Page 11 of Crash


  The saddest part, the part that makes the tears rush out of the corners of my eyes as I lie in bed an hour later, staring at the ceiling, is that he thinks listening to me is enough, and believing me is too much.

  In school Friday I can’t help but look for him, and I find him looking for me, his melancholy eyes sending me a weird, pitying glance, like he’s trying to empathize, and it only frustrates me.

  I get it now. He’s being Sawyer, the guy who is nice to the outcasts—one of my favorite things about him.
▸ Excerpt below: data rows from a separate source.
impl Grammar {
    /// The built-in grammar, built on first use and shared afterwards
    pub fn standard() -> Result<&'static Grammar, GrammarLoadError> {
        STANDARD
            .get_or_init(|| Grammar::from_records(&Grammar::builtin_records()))
            .as_ref()
            .map_err(Clone::clone)
    }

    /// The built-in production table in persisted form
    pub fn builtin_records() -> Vec<ProductionRecord> {
        PRODUCTIONS
            .iter()
            .map(|(rule, lhs, rhs)| ProductionRecord {
                rule: rule.id(),
                lhs: lhs.id(),
                rhs: rhs.iter().map(|s| s.id()).collect(),
            })
            .collect()
    }

    /// Load a production table from its JSON form
    pub fn from_json(text: &str) -> Result<Grammar, GrammarLoadError> {
        let records: Vec<ProductionRecord> =
            serde_json::from_str(text).map_err(|e| GrammarLoadError::Format(e.to_string()))?;
        Self::from_records(&records)
    }

    /// Validate a production table and derive FIRST/nullable sets
    pub fn from_records(records: &[ProductionRecord]) -> Result<Grammar, GrammarLoadError> {
        if records.len() != RULE_COUNT {
            return Err(GrammarLoadError::RuleCount {
                expected: RULE_COUNT,
                found: records.len(),
            });
        }

        let mut productions = Vec::with_capacity(RULE_COUNT);
        for (position, record) in records.iter().enumerate() {
            let rule =
                Rule::from_id(record.rule).ok_or(GrammarLoadError::UndefinedRule(record.rule))?;
            if rule as usize != position {
                return Err(GrammarLoadError::RuleOutOfOrder {
                    position,
                    found: record.rule,
                });
            }

            let lhs = resolve_symbol(record.rule, record.lhs)?;
            if !lhs.is_nonterminal() {
                return Err(GrammarLoadError::TerminalLhs {
                    rule: record.rule,
                    symbol: lhs,
                });
            }
            if lhs != rule.lhs() {
                return Err(GrammarLoadError::LhsMismatch {
                    rule: record.rule,
                    expected: rule.lhs(),
                    found: lhs,
                });
            }

            let rhs = record
                .rhs
                .iter()
                .map(|&id| resolve_symbol(record.rule, id))
                .collect::<Result<Vec<_>, _>>()?;
            if let Some(&symbol) = rhs
                .iter()
                .find(|s| matches!(s, S::Eof | S::Error | S::Whitespace))
            {
                return Err(GrammarLoadError::ReservedSymbol {
                    rule: record.rule,
                    symbol,
                });
            }
            if rhs.len() != rule.arity() {
                return Err(GrammarLoadError::ArityMismatch {
                    rule: record.rule,
                    expected: rule.arity(),
                    found: rhs.len(),
                });
            }
            // The descent hard-codes each rule's shape, so a table may only
            // restate it
            if rhs != rule.rhs() {
                return Err(GrammarLoadError::RhsMismatch {
                    rule: record.rule,
                    expected: rule.rhs().to_vec(),
                    found: rhs,
                });
            }

            productions.push(Production { rule, lhs, rhs });
        }

        let mut by_lhs: FxHashMap<Symbol, Vec<Rule>> = FxHashMap::default();
        for production in &productions {
            by_lhs.entry(production.lhs).or_default().push(production.rule);
        }

        let (nullable, first) = first_sets(&productions);

        Ok(Grammar {
            productions,
            by_lhs,
            first,
            nullable,
        })
    }

    /// Export the table in persisted form
    pub fn to_records(&self) -> Vec<ProductionRecord> {
        self.productions
            .iter()
            .map(|p| ProductionRecord {
                rule: p.rule.id(),
                lhs: p.lhs.id(),
                rhs: p.rhs.iter().map(|s| s.id()).collect(),
            })
            .collect()
    }

    pub fn productions(&self) -> &[Production] {
        &self.productions
    }

    pub fn production(&self, rule: Rule) -> &Production {
        &self.productions[rule as usize]
    }

    pub fn lhs(&self, rule: Rule) -> Symbol {
        self.production(rule).lhs
    }

    pub fn arity(&self, rule: Rule) -> usize {
        self.production(rule).rhs.len()
    }

    /// Rules whose left-hand side is `symbol`, in id order
    pub fn rules_for(&self, symbol: Symbol) -> &[Rule] {
        self.by_lhs.get(&symbol).map(Vec::as_slice).unwrap_or(&[])
    }

    /// Terminals that can begin `symbol`, sorted by id
    pub fn first(&self, symbol: Symbol) -> &[Symbol] {
        self.first.get(&symbol).map(Vec::as_slice).unwrap_or(&[])
    }

    pub fn is_nullable(&self, symbol: Symbol) -> bool {
        self.nullable.contains(&symbol)
    }
}

fn join_names(symbols: &[Symbol]) -> String {
    symbols
        .iter()
        .map(|s| s.name())
        .collect::<Vec<_>>()
        .join(" ")
}

fn resolve_symbol(rule: u16, id: u16) -> Result<Symbol, GrammarLoadError> {
    Symbol::from_id(id).ok_or(GrammarLoadError::UndefinedSymbol { rule, symbol: id })
}

/// Fixpoint computation of nullable nonterminals and FIRST sets
fn first_sets(
    productions: &[Production],
) -> (FxHashSet<Symbol>, FxHashMap<Symbol, Vec<Symbol>>) {
    let mut nullable: FxHashSet<Symbol> = FxHashSet::default();
    let mut first: FxHashMap<Symbol, FxHashSet<Symbol>> = FxHashMap::default();
    for symbol in Symbol::ALL.iter().filter(|s| s.is_terminal()) {
        first.entry(*symbol).or_default().insert(*symbol);
    }

    let mut changed = true;
    while changed {
        changed = false;
        for production in productions {
            let mut rhs_nullable = true;
            for symbol in &production.rhs {
                let additions: Vec<Symbol> = first
                    .get(symbol)
                    .map(|set| set.iter().copied().collect())
                    .unwrap_or_default();
                let entry = first.entry(production.lhs).or_default();
                for terminal in additions {
                    changed |= entry.insert(terminal);
                }
                if !nullable.contains(symbol) {
                    rhs_nullable = false;
                    break;
                }
            }
            if rhs_nullable && nullable.insert(production.lhs) {
                changed = true;
            }
        }
    }

    let first = first
        .into_iter()
        .map(|(symbol, set)| {
            let mut terminals: Vec<Symbol> = set.into_iter().collect();
            terminals.sort();
            (symbol, terminals)
        })
        .collect();

    (nullable, first)
}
That’s the kid, the guy, I’ve always loved. But I never, ever wanted to be the target. I wanted to be the partner. He believes he’s protecting me in a way, but it feels like he’s leading me on with his listening ear, trying to be there for an old friend who’s losing her marbles. He even sends me a text message. “You doing okay? We should talk at lunch. Under the slide? ”

  And that about does me in. I can’t even answer it, because when he’s dead, I want this to be the only text in the thread on my phone.

  Dear dog, I’m such a mess.

  • • •

  He finds me at the drinking fountain.

  “Hey!” he says in a strangely cheerful voice. His smile isn’t the one from last night. It’s the volunteer smile, the good-student smile. The fake smile.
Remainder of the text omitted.